I have been reading "Entropy Optimization Principles with Applications" by Kapur and Kesavan. In the book they derive some distribution of statistical mechanics and then show how they can be applied to everyday scenarios not involving particles and energy.
Below is a quick over-view of their derivation of BE distribution, an application relating to marketing, and my question.
The question is not so much of statistical mechanics although one of its distributions is used, but in when to know to use BE versus other structures of constraints in relation to what information may be known (marketing, urban planning, etc.)
3.2.2 The Bose-Einstein (BE) Distribution
In deriving the Maxwell-Boltzmann distribution, we considered a system with $n$ possible states with energies $\epsilon_1,\epsilon_2, \dots, \epsilon_n$. There we assumed only one moment constraint arising from the knowledge of the mean energy of the particles, $\hat{\epsilon}$. In the present case, we also assume a second moment constraint, in addition to the first arising from a knowledge of the expected number of particles in the system, N (not the actual number of particles that must thus be assumed to vary between zero and infinity). On the basis of these two constraints, we proceed to apply MaxEnt for deriving the distribution
Let $p_{ij}$ be the probability of there being $j$ particles in state $i$ of the $n$ states. Since it is certain that the number of particles in any one state will be between zero and infinity, the normalizing constraints are given by the following equations
$\sum_{j=0}^\infty p_{ij} = 1$
The expected number of particles and the expected energy, which are the prescribed moments, are given by the following equations
$\sum_{i=1}^n \sum_{j=0}^\infty j p_{ij} = A$
$\sum_{i=1}^n \epsilon_i \sum_{j=0}^\infty j p_{ij} = B$
[...] the total entropy is
$- \sum_{i=1}^n \sum_{j=0}^\infty p_{ij} \ln(p_{ij}) $
[...] (solving for maximum entropy) yields
$p_{ij} = (1 - e^{-\lambda - \mu \epsilon_i}) e^{-j (\lambda + \mu \epsilon_i)}$
The expected number of particles in the $i$th state, $\bar{N_i}$, is given by
$ \bar{N_i} = \sum_{j=0}^\infty j p_{ij} = 1 / \left( e^{-\lambda + \mu \epsilon_i} -1 \right) $
The constraints can then be rephrased as (*)
$\sum_{i=1}^n \bar{N_i} = A$
$\sum_{i=1}^n \epsilon_i \bar{N_i} = B$
They then give a great example illustrating the distribution with product purchases
Example 3.2: There are three products whose costs are \$50, \$7.5, and \$1, respectively.

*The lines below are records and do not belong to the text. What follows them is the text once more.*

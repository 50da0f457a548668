//! Cookie value encryption.
//!
//! An encrypted value is `b64(prefix) ++ b64(ciphertext)` where both segments
//! are base64url without padding. The prefix is the first 16 bytes of a keyed
//! signature over the cookie *name*, so it always encodes to exactly 22
//! characters and never depends on the value. Matching it tells us a cookie
//! is ours without a guessable marker; the AEAD (bound to the name as
//! associated data) then tells intact values from forged ones.

use std::collections::HashSet;
use std::sync::Arc;

use base64::{engine::general_purpose::URL_SAFE_NO_PAD, Engine as _};
use cookie::Cookie;
use dashmap::DashMap;
use subtle::ConstantTimeEq;

use crate::error::CryptoError;
use crate::security::crypto::CryptoEngine;

/// Signing context for the name prefix.
pub const PREFIX_CONTEXT: &str = "http-cookie-prefix";

/// Encryption context for cookie values.
pub const VALUE_CONTEXT: &str = "http-cookie";

/// Raw prefix length in bytes.
pub const PREFIX_BYTES: usize = 16;

/// Encoded prefix length in characters.
pub const PREFIX_ENCODED_LEN: usize = 22;

/// Outcome of decoding an inbound cookie value.
#[derive(Debug, Clone, PartialEq, Eq)]
pub enum Decoded {
    /// The value was ours and authenticated.
    Decrypted(String),
    /// The value is not one of ours; forward it untouched.
    Unchanged(String),
    /// The value carries our prefix but fails authentication; drop it.
    Rejected,
}

impl Decoded {
    /// Collapse into the plain value, `None` when the cookie must be dropped.
    pub fn into_value(self) -> Option<String> {
        match self {
            Decoded::Decrypted(value) | Decoded::Unchanged(value) => Some(value),
            Decoded::Rejected => None,
        }
    }
}

/// Encrypts outbound and decrypts inbound cookie values.
pub struct CookieCodec {
    engine: Arc<dyn CryptoEngine>,
    ignore: HashSet<String>,
    prefixes: DashMap<String, String>,
    min_len: usize,
}

impl CookieCodec {
    pub fn new<I, S>(engine: Arc<dyn CryptoEngine>, ignore: I) -> Self
    where
        I: IntoIterator<Item = S>,
        S: Into<String>,
    {
        let min_len = PREFIX_ENCODED_LEN + encoded_len(engine.min_ciphertext_len());
        Self {
            engine,
            ignore: ignore.into_iter().map(Into::into).collect(),
            prefixes: DashMap::new(),
            min_len,
        }
    }

    /// Whether `name` is never encrypted.
    pub fn is_ignored(&self, name: &str) -> bool {
        self.ignore.contains(name)
    }

    /// Shortest value that could be an encrypted cookie.
    pub fn min_encrypted_len(&self) -> usize {
        self.min_len
    }

    /// Return a copy of `cookie` with its value encrypted and bound to its name.
    pub fn encrypt(&self, cookie: &Cookie<'_>) -> Result<Cookie<'static>, CryptoError> {
        let name = cookie.name();
        let prefix = self.prefix(name)?;
        let ciphertext = self.engine.encrypt(cookie.value(), VALUE_CONTEXT, name)?;

        let mut encrypted = cookie.clone().into_owned();
        encrypted.set_value(format!("{}{}", prefix, URL_SAFE_NO_PAD.encode(ciphertext)));
        Ok(encrypted)
    }

    /// Decode an inbound value. `None` means the cookie is ours but corrupted
    /// or forged and must be dropped.
    pub fn decrypt(&self, name: &str, raw: &str) -> Option<String> {
        self.decode(name, raw).into_value()
    }

    /// Decode an inbound value, distinguishing every outcome.
    pub fn decode(&self, name: &str, raw: &str) -> Decoded {
        if raw.len() < self.min_len || self.is_ignored(name) || !is_base64url(raw) {
            return Decoded::Unchanged(raw.to_string());
        }

        let expected = match self.lookup_prefix(name) {
            Ok(prefix) => prefix,
            Err(e) => {
                tracing::error!(cookie = %name, error = %e, "Cookie prefix signing failed");
                return Decoded::Unchanged(raw.to_string());
            }
        };

        let (prefix, body) = raw.split_at(PREFIX_ENCODED_LEN);
        if !bool::from(prefix.as_bytes().ct_eq(expected.as_bytes())) {
            return Decoded::Unchanged(raw.to_string());
        }

        let Ok(ciphertext) = URL_SAFE_NO_PAD.decode(body) else {
            return Decoded::Rejected;
        };

        match self.engine.decrypt(&ciphertext, VALUE_CONTEXT, name) {
            Ok(value) => Decoded::Decrypted(value),
            Err(e) => {
                tracing::debug!(cookie = %name, error = %e, "Encrypted cookie failed authentication");
                Decoded::Rejected
            }
        }
    }

    /// Number of memoized prefixes.
    pub fn cached_prefixes(&self) -> usize {
        self.prefixes.len()
    }

    /// Prefix for a name this application encrypts; memoized.
    fn prefix(&self, name: &str) -> Result<String, CryptoError> {
        if let Some(prefix) = self.prefixes.get(name) {
            return Ok(prefix.value().clone());
        }

        let prefix = self.sign_prefix(name)?;
        self.prefixes.insert(name.to_string(), prefix.clone());
        Ok(prefix)
    }

    /// Prefix for an inbound name. Client-chosen names are never memoized.
    fn lookup_prefix(&self, name: &str) -> Result<String, CryptoError> {
        match self.prefixes.get(name) {
            Some(prefix) => Ok(prefix.value().clone()),
            None => self.sign_prefix(name),
        }
    }

    fn sign_prefix(&self, name: &str) -> Result<String, CryptoError> {
        let signature = self.engine.sign(name.as_bytes(), PREFIX_CONTEXT)?;
        let raw = signature.get(..PREFIX_BYTES).ok_or(CryptoError::InvalidKey)?;
        Ok(URL_SAFE_NO_PAD.encode(raw))
    }
}

/// Unpadded base64 length of `bytes` bytes.
fn encoded_len(bytes: usize) -> usize {
    (bytes * 4).div_ceil(3)
}

fn is_base64url(value: &str) -> bool {
    value
        .bytes()
        .all(|b| b.is_ascii_alphanumeric() || b == b'-' || b == b'_')
}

If the number of the products required per month is 275 and the total cost average is $800, find the average number of each product required per month.

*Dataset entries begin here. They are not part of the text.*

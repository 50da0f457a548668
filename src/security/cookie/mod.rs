//! Encrypted cookie transport.
//!
//! # Data Flow
//! ```text
//! Incoming request:
//!     → codec.rs (decrypt every inbound cookie, drop forged ones)
//!     → jar.rs (decoded cookies exposed to handlers)
//! Outgoing response:
//!     → jar.rs (queued cookies)
//!     → codec.rs (encrypt those flagged for encryption)
//!     → Set-Cookie headers
//! ```

pub mod codec;
pub mod jar;

pub use codec::{CookieCodec, Decoded, PREFIX_ENCODED_LEN};
pub use jar::{CookieJar, QueuedCookie};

Solution 3.2: This is a problem on Bose-Einstein distribution. Here we are given
$\epsilon_1=50.0, \epsilon_2=7.5, \epsilon_3 = 1.0, A=275, B=800$
with solution
$\hat{n_1}=5.6$
$\hat{n_2}=38.6$
$\hat{n_3}=230.8$
QUESTION
Before I read that section I would have solved the similar problem differently. Since we know 275 products were purchased, we can solve for the proportion of how many were in each category.
$n_1 + n_2 + n_3 = 275$
$\epsilon_1 n_1 + \epsilon_2 n_2 + \epsilon_3 n_3 = 800$
(Which is analogous to (*) above). Dividing by 275 yields
$p_1 + p_2 + p_3 = 1$
$\epsilon_1 p_1 + \epsilon_2 p_2 + \epsilon_3 p_3 = (800/275)$
Which when trying maximize the entropy
$- \sum_{i=1}^n p_{i} \ln(p_{i}) $
has a solution of
$\hat{p} = \{.0008,.2879,.7114\}$ and multiplying by 275 to get the estimated number
$\hat{n_1}=0.21$
$\hat{n_2}=79.16$
$\hat{n_3}=195.63$
The answers are dramatically different. In what situations is BE distribution applicable, and which is the solving the proportions directly applicable? They yield different answers, so the assumptions are different - but as now I don't see a reason why I couldn't have just solved the proportions problem directly.